What is Identity Theft

Identity theft occurs when someone accesses and uses your personal information without your permission to commit fraud. Identity theft victims often find themselves in deep debt and at the center of civil and criminal lawsuits without having done anything wrong. Once your identity is stolen, it can take years and thousands of dollars to repair the damage. Thus, understanding the dangers of identity theft is critical to understanding how to prevent the theft from occurring in the first place.

Identity theft is a $50 billion a year industry affecting ten million consumers per year. Surveys have found that the average incident of identity theft involves over $10,000.00 and takes the consumer more than 600 hours to remedy.

The most common form of identity theft is when the identity thief acquires your credit information and uses it to make purchases. The thief is long gone by the time you receive your credit card statement and/or discover the debt. However, identity theft can happen in a variety of ways, using vastly different elements of your personal information.
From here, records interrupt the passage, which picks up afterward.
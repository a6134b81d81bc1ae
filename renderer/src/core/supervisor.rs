//! Generator supervisor state machine
//!
//! Tracks whether the content generator has been started and decides, on
//! every session switch, whether the switch must launch it or only wait for
//! it to pick up the rewritten configuration. Only ever driven from inside
//! the proxy's serialized switch section.

use std::time::{Duration, Instant};

use crate::error::{RendererError, RendererResult};
use crate::types::LaunchPolicy;

#[derive(Debug, Clone, PartialEq, Eq)]
pub enum SupervisorState {
    NotStarted,
    Starting,
    Running { pid: u32 },
    Failed { attempts: u32, reason: String },
}

/// What a session switch has to do with the generator
#[derive(Debug, Clone, Copy, PartialEq, Eq)]
pub enum LaunchPlan {
    /// Spawn the generator and wait for it to warm up
    Launch,
    /// Generator is running; wait for its watcher to reload
    Reload,
}

#[derive(Debug)]
pub struct Supervisor {
    state: SupervisorState,
    policy: LaunchPolicy,
    consecutive_failures: u32,
    last_failure: Option<Instant>,
}

impl Supervisor {
    pub fn new(policy: LaunchPolicy) -> Self {
        Self {
            state: SupervisorState::NotStarted,
            policy,
            consecutive_failures: 0,
            last_failure: None,
        }
    }

    pub fn state(&self) -> &SupervisorState {
        &self.state
    }

    pub fn is_running(&self) -> bool {
        matches!(self.state, SupervisorState::Running { .. })
    }

    /// Decide what the current switch does with the generator
    ///
    /// # Parameters
    /// * `alive` - Whether the launched child is still running
    /// * `now` - Current time, compared against the retry backoff
    ///
    /// # Returns
    /// The plan, or `GeneratorLaunchFailed` when the launch policy forbids
    /// another attempt right now
    pub fn plan(&mut self, alive: bool, now: Instant) -> RendererResult<LaunchPlan> {
        if let SupervisorState::Running { pid } = self.state {
            if alive {
                return Ok(LaunchPlan::Reload);
            }
            self.state = SupervisorState::Failed {
                attempts: self.consecutive_failures,
                reason: format!("generator process {pid} exited"),
            };
        }

        if let Some(max) = self.policy.max_attempts {
            if self.consecutive_failures >= max {
                return Err(RendererError::launch(format!(
                    "launch attempts exhausted after {} failures",
                    self.consecutive_failures
                )));
            }
        }

        if let Some(remaining) = self.backoff_remaining(now) {
            return Err(RendererError::launch(format!(
                "retry backoff active for another {}ms",
                remaining.as_millis()
            )));
        }

        self.state = SupervisorState::Starting;
        Ok(LaunchPlan::Launch)
    }

    /// Record a successful spawn
    pub fn launch_succeeded(&mut self, pid: u32) {
        self.state = SupervisorState::Running { pid };
        self.consecutive_failures = 0;
        self.last_failure = None;
    }

    /// Record a failed spawn
    pub fn launch_failed(&mut self, reason: impl Into<String>, now: Instant) {
        self.consecutive_failures += 1;
        self.last_failure = Some(now);
        self.state = SupervisorState::Failed {
            attempts: self.consecutive_failures,
            reason: reason.into(),
        };
    }

    fn backoff_remaining(&self, now: Instant) -> Option<Duration> {
        let failed_at = self.last_failure?;
        let ready_at = failed_at + self.policy.backoff;
        if now < ready_at {
            Some(ready_at - now)
        } else {
            None
        }
    }
}

impl Default for Supervisor {
    fn default() -> Self {
        Self::new(LaunchPolicy::default())
    }
}
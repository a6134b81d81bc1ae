//! Shared logging utilities for consistent tracing across both run modes

use crate::errors::{SharedError, SharedResult};
use crate::types::ProcessId;
use chrono::{DateTime, Utc};
use tracing::{error, info};

const LOG_LEVELS: [&str; 5] = ["trace", "debug", "info", "warn", "error"];

/// Validate a log level given on the command line
pub fn parse_log_level(level: &str) -> SharedResult<&'static str> {
    let lowered = level.to_lowercase();
    LOG_LEVELS
        .iter()
        .copied()
        .find(|candidate| *candidate == lowered)
        .ok_or_else(|| SharedError::InvalidLogLevel {
            level: level.to_string(),
        })
}

/// Build the filter directive for the current process
pub fn filter_directive(process_id: &ProcessId, base_level: &str) -> String {
    match process_id {
        ProcessId::Proxy => {
            format!("renderer={base_level},shared={base_level},tower_http={base_level},hyper=warn,reqwest=warn")
        }
        ProcessId::Export => {
            format!("renderer={base_level},shared={base_level}")
        }
    }
}

/// Initialize the tracing subscriber with an optional log level
///
/// `RUST_LOG` takes precedence over the computed directive when set.
pub fn init_tracing_with_level(log_level: Option<&str>) -> SharedResult<()> {
    use tracing_subscriber::{EnvFilter, fmt};

    let base_level = match log_level {
        Some(level) => parse_log_level(level)?,
        None => "info",
    };

    let directive = filter_directive(ProcessId::current(), base_level);
    let env_filter = EnvFilter::try_from_default_env().unwrap_or_else(|_| EnvFilter::new(&directive));

    fmt()
        .with_env_filter(env_filter)
        .with_target(false)
        .with_thread_ids(false)
        .with_file(false)
        .with_line_number(false)
        .init();

    Ok(())
}

/// Get formatted timestamp for consistent logging
pub fn format_timestamp() -> String {
    let now: DateTime<Utc> = Utc::now();
    now.format("%H:%M:%S%.3f").to_string()
}

/// Macro for process-aware info logging
#[macro_export]
macro_rules! process_info {
    ($process_id:expr, $($arg:tt)*) => {
        tracing::info!(
            process = %$process_id,
            timestamp = $crate::logging::format_timestamp(),
            $($arg)*
        );
    };
}

/// Macro for process-aware warning logging
#[macro_export]
macro_rules! process_warn {
    ($process_id:expr, $($arg:tt)*) => {
        tracing::warn!(
            process = %$process_id,
            timestamp = $crate::logging::format_timestamp(),
            $($arg)*
        );
    };
}

/// Macro for process-aware error logging
#[macro_export]
macro_rules! process_error {
    ($process_id:expr, $($arg:tt)*) => {
        tracing::error!(
            process = %$process_id,
            timestamp = $crate::logging::format_timestamp(),
            $($arg)*
        );
    };
}

/// Macro for process-aware debug logging
#[macro_export]
macro_rules! process_debug {
    ($process_id:expr, $($arg:tt)*) => {
        tracing::debug!(
            process = %$process_id,
            timestamp = $crate::logging::format_timestamp(),
            $($arg)*
        );
    };
}

/// Contextual logging helper for startup messages
pub fn log_startup(process_id: &ProcessId, details: &str) {
    info!(
        process = %process_id,
        timestamp = format_timestamp(),
        "🚀 Starting {}",
        details
    );
}

/// Contextual logging helper for shutdown messages
pub fn log_shutdown(process_id: &ProcessId, reason: &str) {
    info!(
        process = %process_id,
        timestamp = format_timestamp(),
        "🛑 Shutting down: {}",
        reason
    );
}

/// Contextual logging helper for error conditions
pub fn log_error(process_id: &ProcessId, context: &str, error: &dyn std::fmt::Display) {
    error!(
        process = %process_id,
        timestamp = format_timestamp(),
        error = %error,
        "❌ {} failed: {}",
        context,
        error
    );
}

/// Contextual logging helper for success conditions
pub fn log_success(process_id: &ProcessId, message: &str) {
    info!(
        process = %process_id,
        timestamp = format_timestamp(),
        "✅ {}",
        message
    );
}

/// Contextual logging helper for progress updates
pub fn log_progress(process_id: &ProcessId, action: &str, details: &str) {
    info!(
        process = %process_id,
        timestamp = format_timestamp(),
        "📋 {}: {}",
        action,
        details
    );
}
Identity theft is difficult to guard against because there are so many ways the thief can access your information. Here are common methods used by thieves to acquire sensitive information:

– stealing your mail, either by taking it out of your mail box or doing a “change of address” at the post office;
– stealing your purse or wallet;
– “skimming” your credit card data from a storage device used on an ATM or merchant card swiper;
– stealing trash from your home or business
– accessing your credit report by posing as an employer or creditor
– “phishing” for information through fake emails

Once your information is compromised, identity thieves can assume your entire identity; changing your mailing address; getting identification; opening bank and credit accounts and writing bad checks while running up the credit; getting phone, wireless, and other utility service; filing false tax returns; and providing your identity if they are arrested.

Obviously, the best way to guard against identity theft is to protect your financial and personal information the best you can. First, never through sensitive mail away. Invest in a shredder and use it regularly. Don’t keep your utility bills, tax information, and credit card statements lying around the house. File them away once you’ve reviewed and used them. Make sure you have someone take in your mail when you go out of town. If you don’t receive mail for a couple days, check with our postmaster to see if a change of address form as been filed. Don’t respond in any way to suspicious emails.
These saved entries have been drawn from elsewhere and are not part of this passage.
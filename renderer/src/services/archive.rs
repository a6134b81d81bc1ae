//! Tar streaming of a workshop tree
//!
//! The archive is produced while the tree is walked: a tar builder writes
//! into one end of an in-memory pipe and the HTTP body reads the other. A
//! walk failure after the first bytes have gone out ends the body with an
//! error so the client sees a truncated transfer instead of a short archive.

use bytes::Bytes;
use futures_util::stream::{self, Stream, StreamExt};
use std::io;
use std::path::{Path, PathBuf};
use std::pin::Pin;
use std::sync::atomic::{AtomicBool, Ordering};
use std::sync::Arc;
use std::task::{Context, Poll};
use tokio::io::{AsyncWrite, AsyncWriteExt};
use tokio::sync::oneshot;
use tokio_util::io::ReaderStream;

use crate::error::{RendererError, RendererResult};
use shared::{process_debug, process_error, ProcessId};

const PIPE_CAPACITY: usize = 64 * 1024;
const EXCLUDED_NAME: &str = ".git";

/// Write the tree under `root` as a tar archive into `writer`
///
/// Entries are named relative to `root`, sorted by name, with each directory
/// ahead of its contents. A top-level `.git` and everything below it is
/// skipped; symlinks are stored as links.
///
/// After a walk failure nothing more reaches `writer`, not even the
/// end-of-archive marker.
pub async fn write_archive<W>(root: &Path, writer: W) -> RendererResult<W>
where
    W: AsyncWrite + Unpin + Send + 'static,
{
    let gate = GatedWriter::new(writer);
    let open = gate.handle();
    let mut builder = tokio_tar::Builder::new(gate);
    builder.follow_symlinks(false);

    if let Err(e) = append_tree(&mut builder, root).await {
        open.store(false, Ordering::SeqCst);
        drop(builder);
        return Err(e);
    }

    let mut writer = builder
        .into_inner()
        .await
        .map_err(|e| RendererError::archive(e.to_string()))?
        .into_inner();
    writer.flush().await?;
    Ok(writer)
}

async fn append_tree<W>(builder: &mut tokio_tar::Builder<W>, root: &Path) -> RendererResult<()>
where
    W: AsyncWrite + Unpin + Send + 'static,
{
    let mut pending = sorted_children(root, Path::new("")).await?;
    pending.reverse();

    while let Some(relative) = pending.pop() {
        let absolute = root.join(&relative);
        let metadata = tokio::fs::symlink_metadata(&absolute)
            .await
            .map_err(|e| RendererError::archive(format!("{}: {e}", absolute.display())))?;

        if metadata.is_dir() {
            builder
                .append_dir(&relative, &absolute)
                .await
                .map_err(|e| RendererError::archive(format!("{}: {e}", absolute.display())))?;

            let mut children = sorted_children(root, &relative).await?;
            children.reverse();
            pending.extend(children);
        } else {
            builder
                .append_path_with_name(&absolute, &relative)
                .await
                .map_err(|e| RendererError::archive(format!("{}: {e}", absolute.display())))?;
        }
    }

    Ok(())
}

/// Writer that refuses all further output once its handle is cleared
struct GatedWriter<W> {
    inner: W,
    open: Arc<AtomicBool>,
}

impl<W> GatedWriter<W> {
    fn new(inner: W) -> Self {
        Self {
            inner,
            open: Arc::new(AtomicBool::new(true)),
        }
    }

    fn handle(&self) -> Arc<AtomicBool> {
        Arc::clone(&self.open)
    }

    fn into_inner(self) -> W {
        self.inner
    }

    fn check_open(&self) -> io::Result<()> {
        if self.open.load(Ordering::SeqCst) {
            Ok(())
        } else {
            Err(io::Error::new(io::ErrorKind::BrokenPipe, "archive aborted"))
        }
    }
}

impl<W: AsyncWrite + Unpin> AsyncWrite for GatedWriter<W> {
    fn poll_write(mut self: Pin<&mut Self>, cx: &mut Context<'_>, buf: &[u8]) -> Poll<io::Result<usize>> {
        self.check_open()?;
        Pin::new(&mut self.inner).poll_write(cx, buf)
    }

    fn poll_flush(mut self: Pin<&mut Self>, cx: &mut Context<'_>) -> Poll<io::Result<()>> {
        self.check_open()?;
        Pin::new(&mut self.inner).poll_flush(cx)
    }

    fn poll_shutdown(mut self: Pin<&mut Self>, cx: &mut Context<'_>) -> Poll<io::Result<()>> {
        Pin::new(&mut self.inner).poll_shutdown(cx)
    }
}

async fn sorted_children(root: &Path, relative: &Path) -> RendererResult<Vec<PathBuf>> {
    let dir = root.join(relative);
    let mut entries = tokio::fs::read_dir(&dir)
        .await
        .map_err(|e| RendererError::archive(format!("{}: {e}", dir.display())))?;

    let mut names = Vec::new();
    while let Some(entry) = entries
        .next_entry()
        .await
        .map_err(|e| RendererError::archive(format!("{}: {e}", dir.display())))?
    {
        let name = entry.file_name();
        if relative.as_os_str().is_empty() && name == EXCLUDED_NAME {
            continue;
        }
        names.push(name);
    }

    names.sort();
    Ok(names.into_iter().map(|name| relative.join(name)).collect())
}

/// Stream the tree under `root` as tar bytes
///
/// The walk runs on its own task; the returned stream yields archive chunks
/// as they are produced and finishes with an error if the walk failed.
pub fn stream_archive(root: PathBuf) -> impl Stream<Item = io::Result<Bytes>> + Send + 'static {
    let (writer, reader) = tokio::io::duplex(PIPE_CAPACITY);
    let (outcome_tx, outcome_rx) = oneshot::channel::<Result<(), String>>();

    tokio::spawn(async move {
        let outcome = match write_archive(&root, writer).await {
            Ok(mut writer) => {
                let _ = writer.shutdown().await;
                process_debug!(ProcessId::current(), "📦 Streamed archive of {}", root.display());
                Ok(())
            }
            Err(e) => {
                process_error!(ProcessId::current(), "❌ Archive of {} aborted: {}", root.display(), e);
                Err(e.to_string())
            }
        };
        let _ = outcome_tx.send(outcome);
    });

    let trailer = stream::once(async move {
        match outcome_rx.await {
            Ok(Ok(())) => None,
            Ok(Err(message)) => Some(Err(io::Error::other(message))),
            Err(_) => Some(Err(io::Error::other("archive task ended unexpectedly"))),
        }
    })
    .filter_map(|item| async move { item });

    ReaderStream::new(reader).chain(trailer)
}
Yet, as you can see from their methods, even diligence can’t protect all your information.
Given the variety of ways your personal information can be stolen despite the precautions you take to protect it, smart consumers not only guard their information they also monitor their credit history routinely. Doing so can alert you to unauthorized activity before it gets out of hand and while the thief can still be caught. One way you can do this is simply by regularly reviewing your credit report.
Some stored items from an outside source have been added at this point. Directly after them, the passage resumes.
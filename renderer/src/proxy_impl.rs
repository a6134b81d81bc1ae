//! Live content proxy
//!
//! Fronts the content generator. Every request names the session it belongs
//! to; when that differs from the session the generator was last configured
//! for, the proxy re-resolves the session, rewrites the generator config and
//! makes sure the generator is running before forwarding. Switches are
//! serialized on one lock, forwarding is not.

use std::future::IntoFuture;
use std::net::SocketAddr;
use std::sync::Arc;
use std::time::Instant;

use axum::{
    body::Body,
    extract::{Query, Request, State},
    http::{header, HeaderMap, HeaderName, StatusCode, Uri, Version},
    response::{IntoResponse, Response},
    routing::{any, get},
    Router,
};
use hyper_util::client::legacy::{connect::HttpConnector, Client};
use hyper_util::rt::TokioExecutor;
use serde::Deserialize;
use tokio::sync::Mutex;
use tower::ServiceBuilder;
use tower_http::trace::TraceLayer;

use crate::core::{load_navigation, resolve_session, LaunchPlan};
use crate::error::{RendererError, RendererResult};
use crate::services::{stream_archive, Teardown};
use crate::state::ProxyState;
use crate::traits::{ConfigWriter, GeneratorLauncher, LaunchRequest, SessionRegistry, VariableSource};
use crate::types::{GeneratorConfig, ProxySettings, SessionDescriptor, ACCESS_TOKEN_HEADER, SESSION_NAME_HEADER};
use shared::logging::{log_shutdown, log_success};
use shared::{process_debug, process_error, process_info, process_warn, ProcessId};

const HOP_BY_HOP_HEADERS: [&str; 8] = [
    "connection",
    "keep-alive",
    "proxy-authenticate",
    "proxy-authorization",
    "te",
    "trailer",
    "transfer-encoding",
    "upgrade",
];

/// Step of a session switch, used to pick the client-facing message
#[derive(Debug, Clone, Copy, PartialEq, Eq)]
pub enum SwitchStage {
    Resolve,
    Variables,
    Configure,
    Launch,
}

impl SwitchStage {
    pub fn message(&self) -> &'static str {
        match self {
            SwitchStage::Resolve => "Unable to validate workshop session",
            SwitchStage::Variables => "Unable to fetch workshop session config",
            SwitchStage::Configure => "Unable to generate server configuration",
            SwitchStage::Launch => "Unable to start content server",
        }
    }
}

impl std::fmt::Display for SwitchStage {
    fn fmt(&self, f: &mut std::fmt::Formatter<'_>) -> std::fmt::Result {
        let name = match self {
            SwitchStage::Resolve => "resolve",
            SwitchStage::Variables => "variables",
            SwitchStage::Configure => "configure",
            SwitchStage::Launch => "launch",
        };
        f.write_str(name)
    }
}

/// A session switch that did not complete
#[derive(Debug)]
pub struct SwitchFailure {
    pub stage: SwitchStage,
    pub error: RendererError,
}

impl SwitchFailure {
    fn at(stage: SwitchStage) -> impl FnOnce(RendererError) -> Self {
        move |error| Self { stage, error }
    }
}

impl IntoResponse for SwitchFailure {
    fn into_response(self) -> Response {
        plain_response(StatusCode::INTERNAL_SERVER_ERROR, self.stage.message())
    }
}

/// How the proxy server came to stop
#[derive(Debug, Clone, Copy, PartialEq, Eq)]
pub enum ServeOutcome {
    /// The HTTP server returned on its own
    Stopped,
    /// A termination signal arrived
    Signalled(&'static str),
}

impl ServeOutcome {
    /// Process exit status once teardown has run
    pub fn exit_code(&self) -> i32 {
        match self {
            ServeOutcome::Stopped => 0,
            ServeOutcome::Signalled(_) => 1,
        }
    }
}

/// Content proxy with dependency injection
pub struct ContentProxy<R, V, W, L> {
    settings: Arc<ProxySettings>,
    state: Arc<Mutex<ProxyState>>,
    registry: Arc<R>,
    variables: Arc<V>,
    writer: Arc<W>,
    launcher: Arc<L>,
    client: Client<HttpConnector, Body>,
    upstream: Arc<str>,
}

impl<R, V, W, L> Clone for ContentProxy<R, V, W, L> {
    fn clone(&self) -> Self {
        Self {
            settings: Arc::clone(&self.settings),
            state: Arc::clone(&self.state),
            registry: Arc::clone(&self.registry),
            variables: Arc::clone(&self.variables),
            writer: Arc::clone(&self.writer),
            launcher: Arc::clone(&self.launcher),
            client: self.client.clone(),
            upstream: Arc::clone(&self.upstream),
        }
    }
}

impl<R, V, W, L> ContentProxy<R, V, W, L>
where
    R: SessionRegistry + 'static,
    V: VariableSource + 'static,
    W: ConfigWriter + 'static,
    L: GeneratorLauncher + 'static,
{
    /// Create a new proxy with dependency injection
    ///
    /// The launcher is shared so shutdown teardown can stop the generator.
    pub fn new(settings: ProxySettings, registry: R, variables: V, writer: W, launcher: Arc<L>) -> Self {
        let state = ProxyState::new(settings.launch_policy.clone());
        let upstream: Arc<str> = format!("http://{}", settings.generator_addr()).into();
        let client = Client::builder(TokioExecutor::new()).build_http();

        Self {
            settings: Arc::new(settings),
            state: Arc::new(Mutex::new(state)),
            registry: Arc::new(registry),
            variables: Arc::new(variables),
            writer: Arc::new(writer),
            launcher,
            client,
            upstream,
        }
    }

    /// Build the Axum router with all routes
    pub fn build_router(&self) -> Router {
        let mut router = Router::new()
            .route("/workshop/content/", any(content_handler::<R, V, W, L>))
            .route("/workshop/content/*path", any(content_handler::<R, V, W, L>));

        if self.settings.serve_files {
            router = router.route("/workshop/files.tar", get(files_handler::<R, V, W, L>));
        }

        router
            .layer(ServiceBuilder::new().layer(TraceLayer::new_for_http()).into_inner())
            .with_state(self.clone())
    }

    /// Serve until the server stops or a shutdown signal arrives, then tear down
    ///
    /// # Returns
    /// How the server stopped, or `ServerStartup` when the listener cannot be
    /// bound; teardown runs in every case
    pub async fn run(&self, bind_address: SocketAddr, teardown: Teardown) -> RendererResult<ServeOutcome> {
        let listener = match tokio::net::TcpListener::bind(bind_address).await {
            Ok(listener) => listener,
            Err(e) => {
                teardown.run().await;
                return Err(RendererError::ServerStartup(format!("Failed to bind to {bind_address}: {e}")));
            }
        };

        process_info!(ProcessId::current(), "🌐 Content proxy listening on http://{}", bind_address);
        process_debug!(ProcessId::current(), "📁 Serving workshop {}", self.settings.workshop_dir().display());

        let outcome = tokio::select! {
            result = axum::serve(listener, self.build_router()).into_future() => {
                log_shutdown(ProcessId::current(), "HTTP server stopped");
                result
                    .map(|()| ServeOutcome::Stopped)
                    .map_err(|e| RendererError::ServerStartup(format!("Server error: {e}")))
            }
            signal = shutdown_signal() => {
                log_shutdown(ProcessId::current(), &format!("received {signal}"));
                Ok(ServeOutcome::Signalled(signal))
            }
        };

        teardown.run().await;
        outcome
    }

    pub fn settings(&self) -> &ProxySettings {
        &self.settings
    }

    pub fn state(&self) -> &Arc<Mutex<ProxyState>> {
        &self.state
    }

    /// Make sure the generator is configured for `session`
    ///
    /// Concurrent callers queue on the state lock in arrival order; a caller
    /// that finds the session already switched to returns immediately.
    pub async fn ensure_session(&self, session: &str) -> Result<(), SwitchFailure> {
        let mut state = self.state.lock().await;
        if !state.needs_switch(session) {
            return Ok(());
        }

        process_info!(
            ProcessId::current(),
            "🔄 Switching content from {} to {}",
            state.last_session().unwrap_or("<none>"),
            session
        );

        let result = self.switch(&mut state, session).await;
        match &result {
            Ok(()) => {
                state.switched_to(session);
                log_success(ProcessId::current(), &format!("Serving content for session {session}"));
            }
            Err(failure) => {
                process_error!(
                    ProcessId::current(),
                    session = session,
                    stage = %failure.stage,
                    "❌ Session switch failed: {}",
                    failure.error
                );
            }
        }
        result
    }

    async fn switch(&self, state: &mut ProxyState, session: &str) -> Result<(), SwitchFailure> {
        let descriptor = resolve_session(
            self.registry.as_ref(),
            session,
            &self.settings.workshop_name,
            &self.settings.portal_name,
        )
        .await
        .map_err(SwitchFailure::at(SwitchStage::Resolve))?;

        let variables = self
            .variables
            .fetch_variables(&descriptor)
            .await
            .map_err(SwitchFailure::at(SwitchStage::Variables))?;

        let navigation = load_navigation(&self.settings.workshop_dir(), &variables)
            .await
            .map_err(SwitchFailure::at(SwitchStage::Configure))?;

        let config = GeneratorConfig::new(&descriptor.url, variables, navigation);
        self.writer
            .write_config(&config)
            .await
            .map_err(SwitchFailure::at(SwitchStage::Configure))?;

        self.settle_generator(state, &descriptor)
            .await
            .map_err(SwitchFailure::at(SwitchStage::Launch))
    }

    /// Launch the generator or give it time to reload the new config
    async fn settle_generator(&self, state: &mut ProxyState, descriptor: &SessionDescriptor) -> RendererResult<()> {
        let alive = state.supervisor.is_running() && self.launcher.is_alive().await;

        match state.supervisor.plan(alive, Instant::now())? {
            LaunchPlan::Reload => {
                tokio::time::sleep(self.settings.reload_delay).await;
            }
            LaunchPlan::Launch => {
                let request = LaunchRequest::new(
                    self.settings.workshop_dir(),
                    self.writer.config_path(),
                    self.settings.generator.port,
                    &descriptor.url,
                );

                match self.launcher.launch(&request).await {
                    Ok(pid) => {
                        state.supervisor.launch_succeeded(pid);
                        tokio::time::sleep(self.settings.warmup).await;
                    }
                    Err(e) => {
                        state.supervisor.launch_failed(e.to_string(), Instant::now());
                        return Err(e);
                    }
                }
            }
        }

        Ok(())
    }

    /// Forward a request to the generator and stream its response back
    pub async fn forward(&self, mut request: Request) -> Response {
        let path_and_query = request
            .uri()
            .path_and_query()
            .map(|pq| pq.as_str())
            .unwrap_or("/");

        let uri = match format!("{}{}", self.upstream, path_and_query).parse::<Uri>() {
            Ok(uri) => uri,
            Err(e) => {
                process_warn!(ProcessId::current(), "⚠️ Cannot build upstream uri: {}", e);
                return plain_response(StatusCode::BAD_GATEWAY, "Content server unavailable");
            }
        };

        *request.uri_mut() = uri;
        *request.version_mut() = Version::HTTP_11;
        strip_hop_by_hop(request.headers_mut());

        match self.client.request(request).await {
            Ok(response) => {
                let (mut parts, body) = response.into_parts();
                strip_hop_by_hop(&mut parts.headers);
                Response::from_parts(parts, Body::new(body))
            }
            Err(e) => {
                let error = RendererError::ForwardFailed { message: e.to_string() };
                process_warn!(ProcessId::current(), "⚠️ {}", error);
                plain_response(error.status_code(), "Content server unavailable")
            }
        }
    }
}

/// Remove headers that only apply to a single connection
fn strip_hop_by_hop(headers: &mut HeaderMap) {
    let named: Vec<HeaderName> = headers
        .get_all(header::CONNECTION)
        .iter()
        .filter_map(|value| value.to_str().ok())
        .flat_map(|value| value.split(','))
        .filter_map(|name| HeaderName::from_bytes(name.trim().as_bytes()).ok())
        .collect();

    for name in named {
        headers.remove(name);
    }
    for name in HOP_BY_HOP_HEADERS {
        headers.remove(name);
    }
}

fn plain_response(status: StatusCode, message: &str) -> Response {
    (status, format!("{} - {}", status.as_u16(), message)).into_response()
}

fn error_response(error: &RendererError) -> Response {
    plain_response(error.status_code(), &error.to_string())
}

async fn shutdown_signal() -> &'static str {
    let interrupt = async {
        if tokio::signal::ctrl_c().await.is_err() {
            std::future::pending::<()>().await;
        }
        "SIGINT"
    };

    #[cfg(unix)]
    let terminate = async {
        match tokio::signal::unix::signal(tokio::signal::unix::SignalKind::terminate()) {
            Ok(mut stream) => {
                stream.recv().await;
            }
            Err(_) => std::future::pending::<()>().await,
        }
        "SIGTERM"
    };

    #[cfg(not(unix))]
    let terminate = std::future::pending::<&'static str>();

    tokio::select! {
        signal = interrupt => signal,
        signal = terminate => signal,
    }
}

// HTTP Handlers

/// Proxy a content request, switching sessions first when needed
async fn content_handler<R, V, W, L>(State(proxy): State<ContentProxy<R, V, W, L>>, request: Request) -> Response
where
    R: SessionRegistry + 'static,
    V: VariableSource + 'static,
    W: ConfigWriter + 'static,
    L: GeneratorLauncher + 'static,
{
    let headers = request.headers();

    let token = headers.get(ACCESS_TOKEN_HEADER).and_then(|value| value.to_str().ok());
    if !proxy.settings.token_matches(token) {
        return error_response(&RendererError::InvalidAccessToken);
    }

    let session = headers
        .get(SESSION_NAME_HEADER)
        .and_then(|value| value.to_str().ok())
        .filter(|name| !name.is_empty())
        .map(str::to_string);

    let Some(session) = session else {
        return error_response(&RendererError::MissingSessionName);
    };

    if let Err(failure) = proxy.ensure_session(&session).await {
        return failure.into_response();
    }

    proxy.forward(request).await
}

#[derive(Debug, Deserialize)]
pub struct FilesQuery {
    token: Option<String>,
}

/// Stream the workshop tree as a tar archive
async fn files_handler<R, V, W, L>(
    State(proxy): State<ContentProxy<R, V, W, L>>,
    Query(query): Query<FilesQuery>,
) -> Response
where
    R: SessionRegistry + 'static,
    V: VariableSource + 'static,
    W: ConfigWriter + 'static,
    L: GeneratorLauncher + 'static,
{
    if !proxy.settings.token_matches(query.token.as_deref()) {
        return error_response(&RendererError::InvalidAccessToken);
    }

    process_debug!(ProcessId::current(), "📦 Streaming {}", proxy.settings.workshop_root.display());
    let body = Body::from_stream(stream_archive(proxy.settings.workshop_root.clone()));

    ([(header::CONTENT_TYPE, "application/x-tar")], body).into_response()
}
You can obtain your credit report from all 3 credit reporting bureaus for free, if: 1) you have had negative action taken against you (such as being denied credit) within 60 days of your request; or 2) you have not requested a credit report in the last 12 months. The three bureaus have set up a centralized clearinghouse (www.annualcreditreport.com) to get the report free. If you don’t meet either of the two circumstances, you will have to contact each bureau directly and pay for a copy. Equifax: 1-800-685-1111 or www.equifax.com; Experian: 1-888-397-3742 or www.experian.com; TransUnion: 1-800-916-8800 or www.transunion.com

Understanding the dangers of identity theft is the first step to protecting yourself from unscrupulous identity thieves. Be aware of the methods they use. Safeguard your personal information as if it were gold, because it is. And monitor your credit history routinely. Being proactive is the best way to keep from being a victim of identity theft.